November 9, 2018, The Clarion Ledger, Lynns Evans- Voters in three rural states - Utah, Idaho and Nebraska - approved ballot measures to expand Medicaid last week. Which should be good for their rural hospitals.There have been five hospital closings in Mississippi in the last five years. Four more hospitals were in the news this summer as up for sale or closure: Panola Medical Center in Batesville, Northwest Mississippi Medical Center in Clarksdale, Gilmore Memorial Hospital in Amory, and Magee General Hospital. The first three are threatened by the bankruptcy of Curae Health, their current owner. Mississippi’s rural hospitals are not alone in trying to stay afloat in the face of the massive changes in health care nationwide. In the past 30 years, 800 rural hospitals have closed in the U.S. - almost one in four.
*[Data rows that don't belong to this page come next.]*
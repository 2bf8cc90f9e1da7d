//! Configuration loading and management

use super::schema::Config;
use super::validate::validate_config;
use serde_json::{Map, Value};
use std::path::{Path, PathBuf};

/// Configuration loader
pub struct ConfigLoader {
    config_dir: PathBuf,
}

impl ConfigLoader {
    /// Create a new config loader with the default config directory
    pub fn new() -> Self {
        let config_dir = dirs::home_dir()
            .map(|h| h.join(".coworker"))
            .unwrap_or_else(|| PathBuf::from(".coworker"));

        Self { config_dir }
    }

    /// Create a new config loader with a custom config directory
    pub fn with_dir<P: AsRef<Path>>(dir: P) -> Self {
        Self {
            config_dir: dir.as_ref().to_path_buf(),
        }
    }

    /// Load configuration from file and environment
    pub fn load(&self) -> crate::Result<Config> {
        let config_path = self.config_dir.join("config.json");
        let mut merged = serde_json::to_value(Config::default())?;

        if config_path.exists() {
            let content = std::fs::read_to_string(&config_path)?;
            let file_value: Value = serde_json::from_str(&content)?;
            merge_values(&mut merged, file_value);
        }

        apply_path_overrides(&mut merged);

        let config: Config = serde_json::from_value(merged)?;
        validate_config(&config)?;
        Ok(config)
    }

    /// Save configuration to file
    pub fn save(&self, config: &Config) -> crate::Result<()> {
        std::fs::create_dir_all(&self.config_dir)?;
        let config_path = self.config_dir.join("config.json");
        let content = serde_json::to_string_pretty(config)?;
        std::fs::write(&config_path, content)?;
        Ok(())
    }

    /// Get the config directory path
    pub fn config_dir(&self) -> &Path {
        &self.config_dir
    }
}

impl Default for ConfigLoader {
    fn default() -> Self {
        Self::new()
    }
}

fn merge_values(base: &mut Value, overlay: Value) {
    match (base, overlay) {
        (Value::Object(base_map), Value::Object(overlay_map)) => {
            for (key, value) in overlay_map {
                if let Some(existing) = base_map.get_mut(&key) {
                    merge_values(existing, value);
                } else {
                    base_map.insert(key, value);
                }
            }
        }
        (base_value, overlay_value) => {
            *base_value = overlay_value;
        }
    }
}

fn parse_env_value(raw: &str) -> Value {
    if let Ok(v) = serde_json::from_str::<Value>(raw) {
        return v;
    }
    if raw.eq_ignore_ascii_case("true") {
        return Value::Bool(true);
    }
    if raw.eq_ignore_ascii_case("false") {
        return Value::Bool(false);
    }
    if let Ok(v) = raw.parse::<i64>() {
        return Value::Number(v.into());
    }
    if let Ok(v) = raw.parse::<f64>() {
        if let Some(n) = serde_json::Number::from_f64(v) {
            return Value::Number(n);
        }
    }
    Value::String(raw.to_string())
}

fn set_path_value(root: &mut Value, path: &[String], value: Value) {
    if path.is_empty() {
        *root = value;
        return;
    }

    let mut current = root;
    for segment in &path[..path.len() - 1] {
        if !current.is_object() {
            *current = Value::Object(Map::new());
        }
        let map = current.as_object_mut().expect("object ensured");
        current = map
            .entry(segment.clone())
            .or_insert_with(|| Value::Object(Map::new()));
    }

    if !current.is_object() {
        *current = Value::Object(Map::new());
    }
    if let Some(map) = current.as_object_mut() {
        map.insert(path[path.len() - 1].clone(), value);
    }
}

/// Apply `COWORKER__SECTION__FIELD=value` environment overrides over the merged config.
fn apply_path_overrides(config: &mut Value) {
    const PREFIX: &str = "COWORKER__";
    for (key, value) in std::env::vars() {
        if !key.starts_with(PREFIX) {
            continue;
        }
        let suffix = &key[PREFIX.len()..];
        if suffix.is_empty() {
            continue;
        }
        let segments: Vec<String> = suffix
            .split("__")
            .filter(|s| !s.is_empty())
            .map(|s| s.to_ascii_lowercase())
            .collect();
        if segments.is_empty() {
            continue;
        }
        set_path_value(config, &segments, parse_env_value(&value));
    }
}
//! The chat-network socket contract consumed by the Bridge and Supervisor.

use async_trait::async_trait;
use thiserror::Error;

#[derive(Debug, Error)]
pub enum SocketError {
    #[error("send failed: {0}")]
    SendFailed(String),
    #[error("connection failed: {0}")]
    ConnectionFailed(String),
    #[error("logged out")]
    LoggedOut,
}

pub type Result<T> = std::result::Result<T, SocketError>;

#[derive(Debug, Clone, Copy, PartialEq, Eq)]
pub enum PresenceType {
    Composing,
    Paused,
}

/// Metadata for a group conversation, as reported by the socket.
#[derive(Debug, Clone)]
pub struct GroupMetadata {
    pub subject: String,
}

/// The active account's identifiers, as reported by the socket.
#[derive(Debug, Clone)]
pub struct SelfId {
    pub id: String,
    pub alt: Option<String>,
}

/// Optional media to send ahead of a text message.
#[derive(Debug, Clone)]
pub enum OutboundMedia {
    Image { bytes: Vec<u8>, caption: Option<String>, mime_type: Option<String> },
    Document { bytes: Vec<u8>, mime_type: String, file_name: Option<String> },
}

#[derive(Debug, Clone, Default)]
pub struct SendOptions {
    pub media: Option<OutboundMedia>,
}

/// The narrow surface of the chat-network client the Bridge and Supervisor
/// depend on. The concrete socket implementation (credential persistence,
/// wire protocol) lives outside this crate's scope.
#[async_trait]
pub trait WhatsAppSocket: Send + Sync {
    /// Send a text message, returning the wire id of the sent message.
    async fn send_message(&self, to: &str, text: &str) -> Result<String>;

    /// Send a media payload ahead of text, returning its wire id.
    async fn send_media(&self, to: &str, media: &OutboundMedia) -> Result<String>;

    /// Fire-and-forget presence update; callers must not await completion
    /// on the critical path.
    async fn send_presence_update(&self, presence: PresenceType, to: &str) -> Result<()>;

    async fn group_metadata(&self, group_id: &str) -> Result<GroupMetadata>;

    fn me(&self) -> SelfId;
}
//! Configuration management
//!
//! Handles loading and validation of coworker bridge configuration from
//! files and environment variables.

pub mod loader;
pub mod schema;
pub mod validate;

pub use loader::ConfigLoader;
pub use schema::*;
In the case of the three Curae hospitals, it that they were making money, just not enough to pay off the loans Curae used to buy the hospitals.
November 8, 2018, Politico, Alice Mirada Ollstein and Adam Cancryn- House Democrats are considering using their new majority to intervene in a lawsuit brought by 20 conservative state attorneys general that could abolish Obamacare.The move would come soon after the next Congress is sworn in and marks an early attempt to make good on campaign pledges to protect the Affordable Care Act, House sources told POLITICO. Bringing up a resolution to intervene in the case also would force an early vote that puts chamber’s Republicans on record about protecting the law and its popular preexisting condition protections.
November 8, 2018, The New York Times, Margot Sanger-Katz- Obamacare didn’t just give more people health insurance. It also caused more people to vote.That’s the conclusion of a new body of evidence that strongly suggests that giving people coverage through expansions of the Medicaid program increases their likelihood of participating in the next election. Medicaid expansions seem to raise both voter registration and voter participation, at least temporarily. On Tuesday, voters in three states approved measures to further expand Medicaid. The election of Democratic governors in three more could also prompt new expansions. Researchers who worked on three recent studies of the effects say it’s likely that those expansions will have a similar effect on voting in the next election cycle.
November 8, 2018, Washington Examiner, Kimberly Leonard- A nonpartisan government agency has asked the Trump administration to pause a Medicaid program in Arkansas that requires certain beneficiaries work or train for work as a condition of keeping their medical coverage. The Medicaid and CHIP Payment and Access Commission, or MACPAC, sent a letter Thursday to Health and Human Services Secretary Alex Azar saying it was “highly concerned” that more than 8,400 people had been dropped from Medicaid rolls in Arkansas because of the policy. “The commission calls for a pause in disenrollments in order to make program adjustments to promote awareness, reporting, and compliance,” the group wrote.